I've modeled my data with a mixture model of two gaussians centered at approximately 0.33 and 0.5, respectively.
Now I want to "assign" a probability to each data point that it belongs to either of the distributions.
I've tried implementing the following approaches:
First, I estimate the likelihood of each data point under each curve:
likelihood_0.33=dnorm(ith_data_pt,mean=mu[1],sd=rsigma[1])*lambda[1]
likelihood_0.5=dnorm(ith_data_pt,mean=mu[2],sd=sigma[2])*lambda[2]
... and assign each point to the distribution for which it has a greater likelihood.

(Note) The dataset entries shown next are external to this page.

//! The highlight session
//!
//! [`Highlighter`] owns everything one sentence-plus-word highlight needs
//! across its lifetime: the resolved containers, the memoized sentence
//! offsets, the last computed rectangle lists, and the resize observer that
//! keeps the rectangles fresh while the container changes size.
//!
//! A session follows a fixed flow. `highlight_sentence` drops the previous
//! highlight, resolves the three containers, computes sentence rectangles
//! and publishes them through the custom-property channels, then starts
//! observing the block container. `highlight_word` re-bases word offsets
//! onto the resolved sentence and publishes the word channel alongside.
//! Resize handling is polled: the host calls `notify_resize` when the
//! container may have changed size and `pump` on its own cadence; a ripe
//! pump recomputes both channels from the memoized offsets without running
//! the locator searches again.
//!
//! Failures never escalate. A sentence that cannot be located, a range
//! outside the layout, a missing container: each path simply leaves the
//! document unstyled, and the session stays consistent for the next call.

use std::time::{Duration, Instant};

use crate::debug::runtime::runtime_toggles;
use crate::debug::SessionSnapshot;
use crate::dom::{Document, NodeId, SelectionRange};
use crate::geometry::Rect;
use crate::highlight::observer::{ResizeObserver, DEFAULT_DEBOUNCE};
use crate::highlight::options::HighlightOptions;
use crate::layout::Layout;
use crate::locate::{RangeBoundary, TextLocator, TextOffsets};
use crate::paint::ensure_paint_procedures_registered;
use crate::style::{
  add_paint_layers, clear_channels, remove_paint_layers, write_channel, ComputedStyles,
  HighlightKind,
};

/// Memoized result of the sentence-offset search.
///
/// `Missing` is remembered too: once a lookup fails, later recomputes for
/// the same highlight skip the search instead of consuming further
/// occurrences.
#[derive(Debug, Clone, Copy, PartialEq, Eq)]
enum SentenceLookup {
  Unresolved,
  Missing,
  Found(TextOffsets),
}

/// One sentence-plus-word highlight over a document.
#[derive(Debug)]
pub struct Highlighter {
  options: HighlightOptions,
  locator: TextLocator,
  observer: ResizeObserver,
  text: String,
  range: Option<SelectionRange>,
  block_container: Option<NodeId>,
  text_node_container: Option<NodeId>,
  text_node_block_container: Option<NodeId>,
  sentence_lookup: SentenceLookup,
  word_offset: Option<TextOffsets>,
  sentence_rects: Option<Vec<Rect>>,
  word_rects: Option<Vec<Rect>>,
}

impl Default for Highlighter {
  fn default() -> Self {
    Self::new(HighlightOptions::default())
  }
}

impl Highlighter {
  /// Creates a session and makes sure the paint procedures are registered.
  ///
  /// The debounce window honors `OVERMARK_DEBOUNCE_MS` when set.
  pub fn new(options: HighlightOptions) -> Self {
    ensure_paint_procedures_registered();
    let debounce = runtime_toggles()
      .debounce_ms()
      .map(Duration::from_millis)
      .unwrap_or(DEFAULT_DEBOUNCE);
    Self {
      options,
      locator: TextLocator::new(),
      observer: ResizeObserver::new(debounce),
      text: String::new(),
      range: None,
      block_container: None,
      text_node_container: None,
      text_node_block_container: None,
      sentence_lookup: SentenceLookup::Unresolved,
      word_offset: None,
      sentence_rects: None,
      word_rects: None,
    }
  }

  /// Highlights `text` near `container`, replacing any previous highlight.
  ///
  /// `container` is a hint, typically the element the selection sits in;
  /// the session walks up to its block ancestor and back down to the
  /// innermost element whose text contains `text`. `range`, when given, is
  /// the originating selection and short-circuits the locator whenever both
  /// endpoints share one text node.
  ///
  /// The block container is observed for resizes from here on, whether or
  /// not the sentence was found.
  pub fn highlight_sentence(
    &mut self,
    doc: &mut Document,
    styles: &ComputedStyles,
    layout: &Layout,
    text: &str,
    container: NodeId,
    range: Option<SelectionRange>,
  ) {
    self.unhighlight(doc);
    self.text = text.trim().to_string();
    self.range = range;

    let block = self.locator.find_parent_block_element(doc, styles, container);
    let text_node_container = self
      .locator
      .find_text_node_container(doc, styles, &self.text, block);
    let text_node_block = self
      .locator
      .find_parent_block_element(doc, styles, text_node_container);
    self.block_container = Some(block);
    self.text_node_container = Some(text_node_container);
    self.text_node_block_container = Some(text_node_block);

    self.sentence_lookup = SentenceLookup::Unresolved;
    self.word_offset = None;

    self.do_highlight_sentence(doc, styles, layout);
    self.observer.observe(text_node_block);
  }

  /// Highlights the word at `[start_index, end_index)` within the current
  /// sentence.
  ///
  /// Offsets are byte offsets relative to the sentence text. Nothing
  /// happens unless the sentence rectangles resolved first.
  pub fn highlight_word(
    &mut self,
    doc: &mut Document,
    styles: &ComputedStyles,
    layout: &Layout,
    start_index: usize,
    end_index: usize,
  ) {
    self.word_offset = Some(TextOffsets::new(start_index, end_index));
    self.do_highlight_word(doc, styles, layout);
  }

  fn do_highlight_sentence(&mut self, doc: &mut Document, styles: &ComputedStyles, layout: &Layout) {
    self.sentence_rects = self.calc_pos(doc, styles, layout, None);
    if let Some(rects) = self.sentence_rects.clone() {
      self.set_container_style(doc, styles, &rects, None);
    }
  }

  fn do_highlight_word(&mut self, doc: &mut Document, styles: &ComputedStyles, layout: &Layout) {
    let Some(word) = self.word_offset else {
      return;
    };
    self.word_rects = self.calc_pos(doc, styles, layout, Some(word));
    if let (Some(word_rects), Some(sentence_rects)) =
      (self.word_rects.clone(), self.sentence_rects.clone())
    {
      self.set_container_style(doc, styles, &sentence_rects, Some(&word_rects));
    }
  }

  /// Computes container-relative, line-height corrected rectangles for the
  /// sentence, or for a word within it when `word_offset` is given.
  ///
  /// Returns None when the endpoints cannot be resolved; an empty list is a
  /// successful resolution whose range happens to produce no rectangles.
  fn calc_pos(
    &mut self,
    doc: &Document,
    styles: &ComputedStyles,
    layout: &Layout,
    word_offset: Option<TextOffsets>,
  ) -> Option<Vec<Rect>> {
    let block = self.text_node_block_container?;
    let text_node_container = self.text_node_container?;
    let (start, end) = self.resolve_boundaries(doc, styles, text_node_container, word_offset)?;

    let block_rect = layout.border_box(block)?;
    let rects = layout.client_rects(start.node, start.offset, end.node, end.offset);
    let line_height = styles.get(text_node_container).line_height_px();

    let mut positions = Vec::with_capacity(rects.len());
    for rect in rects {
      let mut x = rect.x() - block_rect.x();
      let mut y = rect.y() - block_rect.y();
      let mut width = rect.width();
      let mut height = rect.height();
      // Positive when the rect is shorter than the line, negative when a
      // taller-than-line fragment (inline image, large font) leaks through.
      let offset = line_height - rect.height();

      if offset < 0.0 {
        height = line_height - 4.0;
        y += (rect.height() - height) / 2.0;
      }
      if x < 0.0 {
        x = 0.0;
      }
      if y < 0.0 {
        y = 0.0;
      }
      if x > 0.0 {
        x -= 3.0;
        width += 6.0;
      }
      if y > 0.0 && offset > 4.0 {
        y -= 1.0;
        height += 2.0;
      }
      positions.push(Rect::from_xywh(x, y, width, height));
    }
    Some(positions)
  }

  /// Resolves the range endpoints for the current sentence or word.
  ///
  /// The caller-supplied selection is trusted only when both endpoints sit
  /// in the same text node; word offsets are then re-based onto the
  /// selection start. Everything else goes through the locator.
  fn resolve_boundaries(
    &mut self,
    doc: &Document,
    styles: &ComputedStyles,
    text_node_container: NodeId,
    word_offset: Option<TextOffsets>,
  ) -> Option<(RangeBoundary, RangeBoundary)> {
    if let Some(range) = &self.range {
      if range.is_within_one_node() && doc.is_text(range.start_node) {
        let mut start = RangeBoundary {
          node: range.start_node,
          offset: range.start_offset,
        };
        let mut end = RangeBoundary {
          node: range.end_node,
          offset: range.end_offset,
        };
        if let Some(word) = word_offset {
          end.offset = start.offset + word.end_index;
          start.offset += word.start_index;
        }
        return Some((start, end));
      }
    }

    let sentence = self.memoized_sentence_offset(doc, styles, text_node_container)?;
    self
      .locator
      .find_range_text_nodes(doc, styles, text_node_container, sentence, word_offset)
  }

  fn memoized_sentence_offset(
    &mut self,
    doc: &Document,
    styles: &ComputedStyles,
    container: NodeId,
  ) -> Option<TextOffsets> {
    match self.sentence_lookup {
      SentenceLookup::Found(offsets) => Some(offsets),
      SentenceLookup::Missing => None,
      SentenceLookup::Unresolved => {
        let result = self
          .locator
          .sentence_offset(doc, styles, &self.text, container);
        self.sentence_lookup = match result {
          Some(offsets) => SentenceLookup::Found(offsets),
          None => SentenceLookup::Missing,
        };
        result
      }
    }
  }

  /// Publishes rectangle lists through the custom-property channels on the
  /// block container and makes sure the paint layers are attached.
  fn set_container_style(
    &self,
    doc: &mut Document,
    styles: &ComputedStyles,
    sentence_rects: &[Rect],
    word_rects: Option<&[Rect]>,
  ) {
    let (Some(block), Some(text_node_container)) =
      (self.text_node_block_container, self.text_node_container)
    else {
      return;
    };

    add_paint_layers(doc, block);

    // Dark text gets the higher-alpha variants so the wash stays visible.
    let is_dark = styles.get(text_node_container).color.is_dark();
    let sentence_color = if is_dark {
      self.options.sentence_dark_color
    } else {
      self.options.sentence_color
    };
    write_channel(
      doc,
      block,
      HighlightKind::Sentence,
      sentence_rects,
      sentence_color,
      self.options.sentence_radius,
    );

    if let Some(word) = word_rects {
      let word_color = if is_dark {
        self.options.word_dark_color
      } else {
        self.options.word_color
      };
      write_channel(
        doc,
        block,
        HighlightKind::Word,
        word,
        word_color,
        self.options.word_radius,
      );
    }
  }

  /// Strips the paint layers and channel properties from the current block
  /// container. Session state is left alone; starting the next highlight
  /// replaces it wholesale.
  pub fn unhighlight(&self, doc: &mut Document) {
    if let Some(container) = self.text_node_block_container {
      remove_paint_layers(doc, container);
      clear_channels(doc, container);
    }
  }

  /// Stops observing, removes the highlight, and forgets consumed
  /// occurrences.
  pub fn clear(&mut self, doc: &mut Document) {
    self.observer.disconnect();
    self.unhighlight(doc);
    self.locator.clear();
  }

  /// Forgets consumed occurrences without touching the document.
  ///
  /// After document churn invalidates earlier matches, this lets the same
  /// sentences be located again from their first occurrence.
  pub fn rewind(&mut self) {
    self.locator.clear();
  }

  /// Records that the observed container may have changed size at `now`.
  pub fn notify_resize(&mut self, now: Instant) {
    self.observer.notify(now);
  }

  /// Recomputes both channels when a debounced resize notification is ripe.
  ///
  /// Returns true when a recompute ran. The first ripe pump after
  /// `highlight_sentence` is the initial observation and is a no-op.
  pub fn pump(
    &mut self,
    doc: &mut Document,
    styles: &ComputedStyles,
    layout: &Layout,
    now: Instant,
  ) -> bool {
    if !self.observer.poll(now) {
      return false;
    }
    self.do_highlight_sentence(doc, styles, layout);
    self.do_highlight_word(doc, styles, layout);
    if runtime_toggles().hl_trace() {
      eprintln!(
        "[hl-trace] resize recompute: sentence_rects={} word_rects={}",
        self.sentence_rects.as_ref().map_or(0, Vec::len),
        self.word_rects.as_ref().map_or(0, Vec::len),
      );
    }
    true
  }

  /// Captures the session state for debug output.
  pub fn snapshot(&self) -> SessionSnapshot {
    SessionSnapshot {
      text: self.text.clone(),
      block_container: self.block_container,
      text_node_container: self.text_node_container,
      text_node_block_container: self.text_node_block_container,
      sentence_offset: match self.sentence_lookup {
        SentenceLookup::Found(offsets) => Some(offsets.into()),
        _ => None,
      },
      word_offset: self.word_offset.map(Into::into),
      sentence_rects: self
        .sentence_rects
        .as_ref()
        .map(|rects| rects.iter().copied().map(Into::into).collect()),
      word_rects: self
        .word_rects
        .as_ref()
        .map(|rects| rects.iter().copied().map(Into::into).collect()),
    }
  }

  pub fn options(&self) -> &HighlightOptions {
    &self.options
  }

  pub fn text(&self) -> &str {
    &self.text
  }

  pub fn block_container(&self) -> Option<NodeId> {
    self.block_container
  }

  pub fn text_node_container(&self) -> Option<NodeId> {
    self.text_node_container
  }

  pub fn text_node_block_container(&self) -> Option<NodeId> {
    self.text_node_block_container
  }

  /// Rectangles published on the sentence channel, container-relative.
  pub fn sentence_rects(&self) -> Option<&[Rect]> {
    self.sentence_rects.as_deref()
  }

  /// Rectangles published on the word channel, container-relative.
  pub fn word_rects(&self) -> Option<&[Rect]> {
    self.word_rects.as_deref()
  }

  pub fn observer(&self) -> &ResizeObserver {
    &self.observer
  }
}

Alternatively, I estimate probability that a data point came from a given distribution:
if(ith_data_pt>mu[1]) {
prob_0.33=pnorm(ith_data_pt,mean=mu[1],sd=sigma[1],lower.tail=F)
}
else {
prob_0.33=pnorm(ith_data_pt,mean=mu[1],sd=sigma[1])
}
if(ith_data_pt>mu[2]) {
prob_0.33=pnorm(ith_data_pt,mean=mu[2],sd=sigma[2],lower.tail=F)
}
else {
prob_0.33=pnorm(ith_data_pt,mean=mu[2],sd=sigma[2])
}
Using the "likelihood" approach, I get the following "spread" for my population assignments:
0.3 0.5
1626 1290
...While using the "probability" approach, I get:
0.3 0.5
2099 817
Which of these two methods is a more valid means of assigning "membership"? Why?
Thanks in advance!